What one should do, of course, faced with a literal typed with an unknown IRI, is to use that IRI itself to try to find out what it identifies. In other words, you should try to find out what its **denotation** is, because that will be the datatype. Which is exactly what the current account of datatypes suggests you should do. 
 
> 
> 
> Later in Section 10, it says that "if D < E and S E-entails G then S D-entails G." Since no constraints are given on how to interpret "recognised" non-XSD datatype IRIs, it is possible that the same IRI in D-entailment is interpreted differently in E-entailment.

There is normative prose to ensure that this cannot happen.
> 
> In Section 11, table "RDF semantic conditions:
> 
> """
> For every IRI aaa in D, <x,I(aaa)> is in IEXT(I(rdf:type)) if and only if x is in the value space of I(aaa)
> """
> 
> This is ill-defined because the value space of I(aaa) may not exist.

In which case, x cannot be in the nonexistent value space, so the definition says that <x, I(aaa)> is not in the extension, so any triple 

xxx rdf:type aaa .

is false. 

> Again, even if I(aaa) is constrained to be a datatype, how do we know what is its value space?
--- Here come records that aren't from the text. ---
use std::cmp::Ordering;

/// Default number of levels of a [`SkipList`].
pub const DEFAULT_MAX_LEVEL: usize = 16;

const HEAD: usize = 0;

struct SkipNode<K, V> {
    /// `None` only for the head node.
    entry: Option<(K, V)>,
    forward: Vec<Option<usize>>,
}

/// An ordered map backed by a probabilistic skip list.
///
/// Nodes live in an arena (`Vec`) and link to each other by index. Every inserted node is
/// promoted to the next level with probability 1/2, up to `max_level` levels.
///
/// # Examples
///
/// ```
/// use rangedb_collections::SkipList;
///
/// let mut list = SkipList::new();
/// list.insert(("price".to_string(), 3u16), 4096u64);
/// list.insert(("name".to_string(), 0u16), 8192u64);
///
/// assert_eq!(list.get(&("name".to_string(), 0)), Some(&8192));
/// let keys: Vec<_> = list.iter().map(|(k, _)| k.0.as_str()).collect();
/// assert_eq!(keys, ["name", "price"]);
/// ```
pub struct SkipList<K, V> {
    nodes: Vec<SkipNode<K, V>>,
    level: usize,
    max_level: usize,
    rng: fastrand::Rng,
}

impl<K: Ord, V> SkipList<K, V> {
    pub fn new() -> SkipList<K, V> {
        SkipList::with_max_level(DEFAULT_MAX_LEVEL)
    }

    pub fn with_max_level(max_level: usize) -> SkipList<K, V> {
        SkipList::with_rng(max_level, fastrand::Rng::new())
    }

    /// Creates a list with a seeded level generator, for reproducible layouts.
    pub fn with_seed(max_level: usize, seed: u64) -> SkipList<K, V> {
        SkipList::with_rng(max_level, fastrand::Rng::with_seed(seed))
    }

    fn with_rng(max_level: usize, rng: fastrand::Rng) -> SkipList<K, V> {
        let max_level = max_level.max(1);
        SkipList {
            nodes: vec![SkipNode {
                entry: None,
                forward: vec![None; max_level],
            }],
            level: 1,
            max_level,
            rng,
        }
    }

    pub fn len(&self) -> usize {
        self.nodes.len() - 1
    }

    pub fn is_empty(&self) -> bool {
        self.len() == 0
    }

    /// Number of levels currently in use.
    pub fn level(&self) -> usize {
        self.level
    }

    fn key_at(&self, node: usize) -> Option<&K> {
        self.nodes[node].entry.as_ref().map(|(k, _)| k)
    }

    fn random_level(&mut self) -> usize {
        let mut level = 1;
        while level < self.max_level && self.rng.bool() {
            level += 1;
        }
        level
    }

    /// Walks down the levels and returns, per level, the last node whose key compares
    /// less than the target according to `cmp`.
    fn predecessors<F>(&self, cmp: F) -> Vec<usize>
    where
        F: Fn(&K) -> Ordering,
    {
        let mut update = vec![HEAD; self.max_level];
        let mut current = HEAD;
        for level in (0..self.level).rev() {
            while let Some(next) = self.nodes[current].forward[level] {
                match self.key_at(next) {
                    Some(key) if cmp(key) == Ordering::Less => current = next,
                    _ => break,
                }
            }
            update[level] = current;
        }
        update
    }

    /// Inserts a key-value pair, returning the previous value stored under an equal key.
    pub fn insert(&mut self, key: K, value: V) -> Option<V> {
        let update = self.predecessors(|k| k.cmp(&key));
        if let Some(next) = self.nodes[update[0]].forward[0] {
            if let Some((existing, slot)) = self.nodes[next].entry.as_mut() {
                if *existing == key {
                    return Some(std::mem::replace(slot, value));
                }
            }
        }

        let level = self.random_level();
        if level > self.level {
            // Levels above the current height start at the head, which `update` already
            // points to.
            self.level = level;
        }
        let index = self.nodes.len();
        let forward = (0..level)
            .map(|l| self.nodes[update[l]].forward[l])
            .collect();
        self.nodes.push(SkipNode {
            entry: Some((key, value)),
            forward,
        });
        for (l, &prev) in update.iter().enumerate().take(level) {
            self.nodes[prev].forward[l] = Some(index);
        }
        None
    }

    /// Finds the entry whose key compares `Equal` under `cmp`.
    ///
    /// `cmp` receives a stored key and reports how it orders relative to the target; this
    /// allows borrowed lookups for composite keys.
    pub fn find_by<F>(&self, cmp: F) -> Option<(&K, &V)>
    where
        F: Fn(&K) -> Ordering,
    {
        let update = self.predecessors(&cmp);
        let next = self.nodes[update[0]].forward[0]?;
        let (key, value) = self.nodes[next].entry.as_ref()?;
        (cmp(key) == Ordering::Equal).then_some((key, value))
    }

    pub fn get(&self, key: &K) -> Option<&V> {
        self.find_by(|k| k.cmp(key)).map(|(_, v)| v)
    }

    pub fn contains_key(&self, key: &K) -> bool {
        self.get(key).is_some()
    }

    /// Iterates over the entries in key order.
    pub fn iter(&self) -> Iter<'_, K, V> {
        Iter {
            list: self,
            next: self.nodes[HEAD].forward[0],
        }
    }
}

impl<K: Ord, V> Default for SkipList<K, V> {
    fn default() -> Self {
        SkipList::new()
    }
}

pub struct Iter<'a, K, V> {
    list: &'a SkipList<K, V>,
    next: Option<usize>,
}

impl<'a, K, V> Iterator for Iter<'a, K, V> {
    type Item = (&'a K, &'a V);

    fn next(&mut self) -> Option<Self::Item> {
        let node = &self.list.nodes[self.next?];
        self.next = node.forward[0];
        node.entry.as_ref().map(|(k, v)| (k, v))
    }
}

#[cfg(test)]
mod tests {
    use super::SkipList;

    #[test]
    fn test_insert_and_get() {
        let mut list = SkipList::with_seed(16, 42);
        let mut rng = fastrand::Rng::with_seed(7);
        let mut keys: Vec<u32> = (0..1000).collect();
        rng.shuffle(&mut keys);
        for &k in &keys {
            assert_eq!(list.insert(k, k * 2), None);
        }
        assert_eq!(list.len(), 1000);
        for k in 0..1000u32 {
            assert_eq!(list.get(&k), Some(&(k * 2)));
        }
        assert_eq!(list.get(&1000), None);
        assert!(list.level() > 1 && list.level() <= 16);

        let ordered: Vec<u32> = list.iter().map(|(k, _)| *k).collect();
        assert_eq!(ordered, (0..1000).collect::<Vec<_>>());
    }

    #[test]
    fn test_replace_existing() {
        let mut list = SkipList::with_seed(4, 1);
        assert_eq!(list.insert("a", 1), None);
        assert_eq!(list.insert("a", 2), Some(1));
        assert_eq!(list.len(), 1);
        assert_eq!(list.get(&"a"), Some(&2));
    }

    #[test]
    fn test_find_by_composite_key() {
        let mut list = SkipList::with_seed(8, 9);
        list.insert(("age".to_string(), 3u16), "float");
        list.insert(("age".to_string(), 0u16), "string");
        list.insert(("name".to_string(), 0u16), "string");
        let hit = list.find_by(|(name, ty)| name.as_str().cmp("age").then(ty.cmp(&3)));
        assert_eq!(hit.map(|(_, v)| *v), Some("float"));
        let miss = list.find_by(|(name, ty)| name.as_str().cmp("zip").then(ty.cmp(&0)));
        assert!(miss.is_none());
    }

    #[test]
    fn test_single_level_list() {
        let mut list = SkipList::with_max_level(1);
        for k in [5, 1, 3] {
            list.insert(k, ());
        }
        assert_eq!(list.level(), 1);
        assert_eq!(list.iter().map(|(k, _)| *k).collect::<Vec<_>>(), [1, 3, 5]);
    }
}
Therefore, the condition cannot be verified in general.

In order to know the value space of any datatype, we have to appeal to external sources. There is a presumption that datatypes are identified by IRIs, which seems reasonable in the RDF context. 

> 
> Finally, the reasons why this change has been made are unclear.

It was an editorial decision, to make the exposition simpler and easier to understand. (I would add that putting datatype maps into the semantics in the first place was also an editorial decision.) It does not materially change the semantics and does not affect any entailments. 

> The working group was not chartered to do anything about that, the workshop in 2010 did not point at all to any problems with datatype maps, this Working Group did not discuss or complained about the D being a map when the change was made. No prior discussions were attempted before making the change.
> 
> Implementations that rely on custom datatypes are interpreting the custom datatype IRIs according to one specific, known datatype, therefore, they do have a datatype *map* implemented.

Or, you could say the same thing by saying, they have a fixed interpretation of the custom datatype IRIs. Which is a natural and IMO clearer way to express the same thing. 

> There is zero motivation to make such a change.

It simplifies the exposition by removing an irrelevant and confusing complication, making the semantics (marginally) easier to follow. As it has been repeatedly asserted that understanding the arcane specification documents is the greatest barrier to RDF deployment, this is not a trival motivation. 

The 2004 mode of presentation had its problems as well. It was quite possible, for example, to consider a D which mapped xsd:string to, say, rdf:PlainLiteral. There was nothing to constrain the 'standard' IRIs to map to their "obvious" meanings, or to the meanings obtained by conventional Web methods such as following HTTP links.  Richard had already noted how crazy this was in one of this blogs about a year ago, and there was considerable comment to the effect that this ought to be fixed. 

> 

> 2. using union
> ==============
> This issue is different from the previous one because it does not make the definitions and propositions incorrect.
> 
> I see two problems with the new definition: first, it makes the notion of entailment in RDF different from the standard, universally accepted notion of entailment in logic.

It is completely standard to treat a set of assertions as equivalent to its conjunction.

> In general, no matter what semantics is considered entailment is defined as follows:
> 
> """
> A set S of formulas in the language entails a formula F in the same language if and only if all interpretations that satisfy all the formulas of S also satisfy F.
> """
> 
> That's what was in RDF 2004, that's what's in OWL, that's what's in any logic with a model-theory.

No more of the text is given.